_Stored data_
***

use rand::Rng;
use serde::{Deserialize, Serialize};

use crate::color::{random_color, Color};
use crate::error::{check_vertices, Result};
use crate::geometry::{BBox, GeometryKind, Point};
use crate::style::{Brush, Pen};
use crate::surface::DrawingSurface;

const SQRT_3: f64 = 1.732_050_807_568_877_2;

/// Marker shape of a point symbol, numbered 1 through 8.
///
/// Values outside that range can only come from deserialized data or
/// [`ShapeKind::from_raw`]; they are kept as-is and draw nothing.
#[derive(Debug, Clone, Copy, PartialEq, Eq, Hash, Serialize, Deserialize)]
#[serde(transparent)]
pub struct ShapeKind(u8);

impl ShapeKind {
    pub const HOLLOW_CIRCLE: ShapeKind = ShapeKind(1);
    pub const FILLED_CIRCLE: ShapeKind = ShapeKind(2);
    pub const HOLLOW_SQUARE: ShapeKind = ShapeKind(3);
    pub const FILLED_SQUARE: ShapeKind = ShapeKind(4);
    pub const HOLLOW_TRIANGLE: ShapeKind = ShapeKind(5);
    pub const FILLED_TRIANGLE: ShapeKind = ShapeKind(6);
    /// Hollow circle with a filled dot a third of its size in the middle.
    pub const DOTTED_CIRCLE: ShapeKind = ShapeKind(7);
    /// Hollow circle with a second hollow circle of half its size inside.
    pub const DOUBLE_CIRCLE: ShapeKind = ShapeKind(8);

    pub const FIRST: u8 = 1;
    pub const LAST: u8 = 8;

    pub fn new(raw: u8) -> Option<Self> {
        (Self::FIRST..=Self::LAST).contains(&raw).then_some(Self(raw))
    }

    pub fn from_raw(raw: u8) -> Self {
        Self(raw)
    }

    pub fn raw(self) -> u8 {
        self.0
    }

    pub fn is_known(self) -> bool {
        (Self::FIRST..=Self::LAST).contains(&self.0)
    }

    pub fn random<R: Rng + ?Sized>(rng: &mut R) -> Self {
        Self(rng.random_range(Self::FIRST..=Self::LAST))
    }
}

/// Style for point features: a marker of `size` pixels centered on each vertex.
#[derive(Debug, Clone, Copy, PartialEq, Serialize, Deserialize)]
pub struct PointSymbol {
    pub shape: ShapeKind,
    pub color: Color,
    /// Marker diameter (or side length) in pixels.
    pub size: f32,
}

impl PointSymbol {
    pub fn new(shape: ShapeKind, color: Color, size: f32) -> Self {
        Self { shape, color, size }
    }

    /// `n` variants with random shape and palette color, keeping this size.
    pub fn random_variants<R: Rng + ?Sized>(&self, n: usize, rng: &mut R) -> Vec<PointSymbol> {
        (0..n)
            .map(|_| PointSymbol::new(ShapeKind::random(rng), random_color(rng), self.size))
            .collect()
    }

    /// Draw one marker per screen point.
    pub fn draw<S: DrawingSurface + ?Sized>(&self, surface: &mut S, points: &[Point]) -> Result<()> {
        check_vertices(GeometryKind::Point, points.len())?;
        for &center in points {
            self.draw_marker(surface, center);
        }
        Ok(())
    }

    /// Draw a single marker centered on `center`.
    pub fn draw_marker<S: DrawingSurface + ?Sized>(&self, surface: &mut S, center: Point) {
        let size = self.size as f64;
        let pen = Pen::new(self.color, 1.0);
        let brush = Brush::new(self.color);
        let outer = BBox::centered(center, size, size);

        match self.shape {
            ShapeKind::HOLLOW_CIRCLE => surface.stroke_ellipse(outer, &pen),
            ShapeKind::FILLED_CIRCLE => surface.fill_ellipse(outer, &brush),
            ShapeKind::HOLLOW_SQUARE => surface.stroke_rect(outer, &pen),
            ShapeKind::FILLED_SQUARE => surface.fill_rect(outer, &brush),
            ShapeKind::HOLLOW_TRIANGLE => {
                surface.stroke_polyline(&triangle(center, size), &pen, true)
            }
            ShapeKind::FILLED_TRIANGLE => surface.fill_polygon(&triangle(center, size), &brush),
            ShapeKind::DOTTED_CIRCLE => {
                surface.stroke_ellipse(outer, &pen);
                surface.fill_ellipse(BBox::centered(center, size / 3.0, size / 3.0), &brush);
            }
            ShapeKind::DOUBLE_CIRCLE => {
                surface.stroke_ellipse(outer, &pen);
                surface.stroke_ellipse(BBox::centered(center, size / 2.0, size / 2.0), &pen);
            }
            _ => {}
        }
    }
}

/// Apex-up equilateral triangle with side `size` and centroid at `center`.
fn triangle(center: Point, size: f64) -> [Point; 3] {
    let base_y = center.y + size / (2.0 * SQRT_3);
    [
        Point::new(center.x, center.y - size / SQRT_3),
        Point::new(center.x - size / 2.0, base_y),
        Point::new(center.x + size / 2.0, base_y),
    ]
}
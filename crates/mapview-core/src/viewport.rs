use serde::{Deserialize, Serialize};

use crate::error::{check_scale, MapError, Result};
use crate::geometry::{BBox, Point};

/// The map/screen transform.
///
/// `offset` is the map coordinate shown at the screen origin (0, 0) and `scale`
/// is map units per screen pixel. There is no rotation or shear, so these three
/// scalars fully describe the mapping:
///
/// ```text
/// screen = (map - offset) / scale
/// map    = screen * scale + offset
/// ```
#[derive(Debug, Clone, Copy, PartialEq, Serialize, Deserialize)]
#[serde(try_from = "ViewportRepr")]
pub struct Viewport {
    /// Map X coordinate at the screen origin.
    pub offset_x: f64,
    /// Map Y coordinate at the screen origin.
    pub offset_y: f64,
    /// Map units per screen pixel. Always finite and > 0.
    scale: f64,
}

/// Unchecked wire form; deserialization goes through [`Viewport::new`].
#[derive(Deserialize)]
struct ViewportRepr {
    offset_x: f64,
    offset_y: f64,
    scale: f64,
}

impl TryFrom<ViewportRepr> for Viewport {
    type Error = MapError;

    fn try_from(repr: ViewportRepr) -> Result<Self> {
        Viewport::new(repr.offset_x, repr.offset_y, repr.scale)
    }
}

impl Default for Viewport {
    fn default() -> Self {
        Self {
            offset_x: 0.0,
            offset_y: 0.0,
            scale: 1.0,
        }
    }
}

impl Viewport {
    pub fn new(offset_x: f64, offset_y: f64, scale: f64) -> Result<Self> {
        Ok(Self {
            offset_x,
            offset_y,
            scale: check_scale(scale)?,
        })
    }

    pub fn scale(&self) -> f64 {
        self.scale
    }

    pub fn offset(&self) -> Point {
        Point::new(self.offset_x, self.offset_y)
    }

    // ── Transforms ───────────────────────────────────────────────────

    /// Convert a map coordinate to a screen coordinate.
    pub fn to_screen(&self, map: Point) -> Point {
        Point::new(
            (map.x - self.offset_x) / self.scale,
            (map.y - self.offset_y) / self.scale,
        )
    }

    /// Convert a screen coordinate to a map coordinate.
    pub fn to_map(&self, screen: Point) -> Point {
        Point::new(
            screen.x * self.scale + self.offset_x,
            screen.y * self.scale + self.offset_y,
        )
    }

    pub fn map_distance_to_screen(&self, d: f64) -> f64 {
        d / self.scale
    }

    pub fn screen_distance_to_map(&self, d: f64) -> f64 {
        d * self.scale
    }

    /// Transform every vertex of a map-space path into screen space.
    pub fn path_to_screen(&self, map_points: &[Point]) -> Vec<Point> {
        map_points.iter().map(|p| self.to_screen(*p)).collect()
    }

    // ── Navigation ───────────────────────────────────────────────────

    /// Put map coordinate (x, y) at the screen origin. No clamping.
    pub fn pan_to(&mut self, x: f64, y: f64) {
        self.offset_x = x;
        self.offset_y = y;
        log::debug!("pan to ({x}, {y})");
    }

    /// Pan by a delta in screen pixels, as produced by dragging the canvas.
    /// Dragging right moves the view content right, i.e. the offset left.
    pub fn pan_by_screen(&mut self, dx: f64, dy: f64) {
        let x = self.offset_x - self.screen_distance_to_map(dx);
        let y = self.offset_y - self.screen_distance_to_map(dy);
        self.pan_to(x, y);
    }

    pub fn set_scale(&mut self, scale: f64) -> Result<()> {
        self.scale = check_scale(scale).inspect_err(|e| log::warn!("rejected scale: {e}"))?;
        log::debug!("scale set to {scale}");
        Ok(())
    }

    /// Zoom by `ratio` keeping `center` (map coordinates) at the same screen pixel.
    ///
    /// `ratio > 1` zooms in, `0 < ratio < 1` zooms out. On error the viewport is
    /// left untouched.
    pub fn zoom_by_center(&mut self, center: Point, ratio: f64) -> Result<()> {
        if !(ratio.is_finite() && ratio > 0.0) {
            log::warn!("rejected zoom ratio {ratio}");
            return Err(MapError::InvalidZoomRatio { ratio });
        }
        let scale = check_scale(self.scale / ratio)?;

        let k = 1.0 - 1.0 / ratio;
        self.offset_x += k * (center.x - self.offset_x);
        self.offset_y += k * (center.y - self.offset_y);
        self.scale = scale;
        log::debug!(
            "zoom x{ratio} about ({}, {}) -> scale {}",
            center.x,
            center.y,
            self.scale
        );
        Ok(())
    }

    /// Zoom by `ratio` keeping the map point under `screen` fixed.
    pub fn zoom_at_screen(&mut self, screen: Point, ratio: f64) -> Result<()> {
        self.zoom_by_center(self.to_map(screen), ratio)
    }

    /// Fit `bbox` into a canvas of the given pixel size, centered, using `fill`
    /// (0..=1) of the limiting dimension. Degenerate inputs leave the viewport
    /// unchanged.
    pub fn fit_bbox(&mut self, bbox: &BBox, canvas_width: f64, canvas_height: f64, fill: f64) {
        let width = bbox.width();
        let height = bbox.height();
        if width <= 0.0 && height <= 0.0 {
            return;
        }
        if canvas_width <= 0.0 || canvas_height <= 0.0 || !(fill > 0.0 && fill <= 1.0) {
            return;
        }

        let scale_x = width / (canvas_width * fill);
        let scale_y = height / (canvas_height * fill);
        let Ok(scale) = check_scale(scale_x.max(scale_y)) else {
            return;
        };

        let center = bbox.center();
        self.scale = scale;
        self.offset_x = center.x - canvas_width / 2.0 * scale;
        self.offset_y = center.y - canvas_height / 2.0 * scale;
        log::debug!("fit {bbox:?} -> scale {scale}");
    }

    /// The map-space rectangle covered by a canvas of the given pixel size.
    pub fn visible_bounds(&self, canvas_width: f64, canvas_height: f64) -> BBox {
        BBox::new(
            self.to_map(Point::new(0.0, 0.0)),
            self.to_map(Point::new(canvas_width, canvas_height)),
        )
    }
}

#[cfg(test)]
mod tests {
    use super::*;

    const EPS: f64 = 1e-9;

    fn close(a: Point, b: Point) -> bool {
        (a.x - b.x).abs() < EPS * (1.0 + a.x.abs()) && (a.y - b.y).abs() < EPS * (1.0 + a.y.abs())
    }

    #[test]
    fn test_round_trip() {
        let viewports = [
            Viewport::new(0.0, 0.0, 1.0).unwrap(),
            Viewport::new(-350.25, 1200.5, 0.003).unwrap(),
            Viewport::new(5e5, -4e6, 750.0).unwrap(),
        ];
        let points = [
            Point::new(0.0, 0.0),
            Point::new(12.5, -99.75),
            Point::new(-1.0e6, 3.3e5),
        ];
        for vp in &viewports {
            for &p in &points {
                assert!(close(vp.to_map(vp.to_screen(p)), p));
                assert!(close(vp.to_screen(vp.to_map(p)), p));
            }
        }
    }

    #[test]
    fn test_distance_scaling() {
        let vp = Viewport::new(3.0, 4.0, 0.25).unwrap();
        for d in [0.0, 1.0, 17.5, 1e4] {
            assert!((vp.map_distance_to_screen(vp.screen_distance_to_map(d)) - d).abs() < EPS);
        }
        assert!((vp.map_distance_to_screen(1.0) - 4.0).abs() < EPS);
    }

    #[test]
    fn test_pan_scenario() {
        let mut vp = Viewport::new(0.0, 0.0, 2.0).unwrap();
        vp.pan_to(100.0, 50.0);
        assert_eq!(vp.to_screen(Point::new(100.0, 50.0)), Point::new(0.0, 0.0));
    }

    #[test]
    fn test_pan_by_screen() {
        let mut vp = Viewport::new(0.0, 0.0, 2.0).unwrap();
        let before = vp.to_screen(Point::new(40.0, 40.0));
        vp.pan_by_screen(10.0, -5.0);
        let after = vp.to_screen(Point::new(40.0, 40.0));
        assert!(close(after, Point::new(before.x + 10.0, before.y - 5.0)));
    }

    #[test]
    fn test_zoom_in_scenario() {
        let mut vp = Viewport::new(0.0, 0.0, 10.0).unwrap();
        let center = Point::new(50.0, 50.0);
        let before = vp.to_screen(center);
        vp.zoom_by_center(center, 2.0).unwrap();
        assert_eq!(vp.scale(), 5.0);
        assert!(close(vp.to_screen(center), before));
    }

    #[test]
    fn test_zoom_fixed_point_and_scale_law() {
        let centers = [Point::new(-20.0, 7.5), Point::new(1e3, -2e3), Point::new(0.0, 0.0)];
        for ratio in [0.1, 0.5, 1.0, 1.25, 3.0, 40.0] {
            for &center in &centers {
                let mut vp = Viewport::new(13.0, -8.0, 4.0).unwrap();
                let old_scale = vp.scale();
                let before = vp.to_screen(center);
                vp.zoom_by_center(center, ratio).unwrap();
                assert_eq!(vp.scale(), old_scale / ratio);
                assert!(close(vp.to_screen(center), before));
            }
        }
    }

    #[test]
    fn test_zoom_rejects_bad_ratio() {
        let mut vp = Viewport::new(1.0, 2.0, 3.0).unwrap();
        let original = vp;
        for ratio in [-1.0, 0.0, f64::NAN, f64::INFINITY] {
            let err = vp.zoom_by_center(Point::new(5.0, 5.0), ratio).unwrap_err();
            assert!(matches!(err, MapError::InvalidZoomRatio { .. }));
            assert_eq!(vp, original);
        }
    }

    #[test]
    fn test_set_scale_rejects_degenerate() {
        let mut vp = Viewport::default();
        assert!(matches!(
            vp.set_scale(0.0),
            Err(MapError::InvalidTransformState { .. })
        ));
        assert!(vp.set_scale(-2.0).is_err());
        assert_eq!(vp.scale(), 1.0);
        vp.set_scale(0.5).unwrap();
        assert_eq!(vp.scale(), 0.5);
        assert!(Viewport::new(0.0, 0.0, 0.0).is_err());
    }

    #[test]
    fn test_deserialize_validates_scale() {
        let vp: Viewport =
            serde_json::from_str(r#"{"offset_x":5.0,"offset_y":-2.0,"scale":0.25}"#).unwrap();
        assert_eq!(vp, Viewport::new(5.0, -2.0, 0.25).unwrap());

        for scale in ["0.0", "-1.0"] {
            let json = format!(r#"{{"offset_x":0.0,"offset_y":0.0,"scale":{scale}}}"#);
            let err = serde_json::from_str::<Viewport>(&json).unwrap_err();
            assert!(err.to_string().contains("Invalid viewport scale"), "{err}");
        }

        let json = serde_json::to_string(&vp).unwrap();
        assert_eq!(serde_json::from_str::<Viewport>(&json).unwrap(), vp);
    }

    #[test]
    fn test_zoom_at_screen_keeps_pixel() {
        let mut vp = Viewport::new(100.0, 100.0, 2.0).unwrap();
        let pixel = Point::new(320.0, 240.0);
        let under = vp.to_map(pixel);
        vp.zoom_at_screen(pixel, 4.0).unwrap();
        assert!(close(vp.to_map(pixel), under));
    }

    #[test]
    fn test_fit_bbox() {
        let mut vp = Viewport::default();
        let bbox = BBox::new(Point::new(0.0, 0.0), Point::new(200.0, 100.0));
        vp.fit_bbox(&bbox, 400.0, 400.0, 1.0);
        assert!((vp.scale() - 0.5).abs() < EPS);
        assert!(close(vp.to_screen(bbox.center()), Point::new(200.0, 200.0)));
        let visible = vp.visible_bounds(400.0, 400.0);
        assert!(visible.contains_point(&bbox.min));
        assert!(visible.contains_point(&bbox.max));
    }

    #[test]
    fn test_fit_bbox_degenerate_is_noop() {
        let mut vp = Viewport::new(1.0, 1.0, 1.0).unwrap();
        let point_box = BBox::new(Point::new(5.0, 5.0), Point::new(5.0, 5.0));
        vp.fit_bbox(&point_box, 400.0, 300.0, 0.9);
        assert_eq!(vp, Viewport::new(1.0, 1.0, 1.0).unwrap());
        let bbox = BBox::new(Point::new(0.0, 0.0), Point::new(10.0, 10.0));
        vp.fit_bbox(&bbox, 0.0, 300.0, 0.9);
        assert_eq!(vp.scale(), 1.0);
    }
}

***

From the records above, return each line where "collect" occurs.

            .collect()
        map_points.iter().map(|p| self.to_screen(*p)).collect()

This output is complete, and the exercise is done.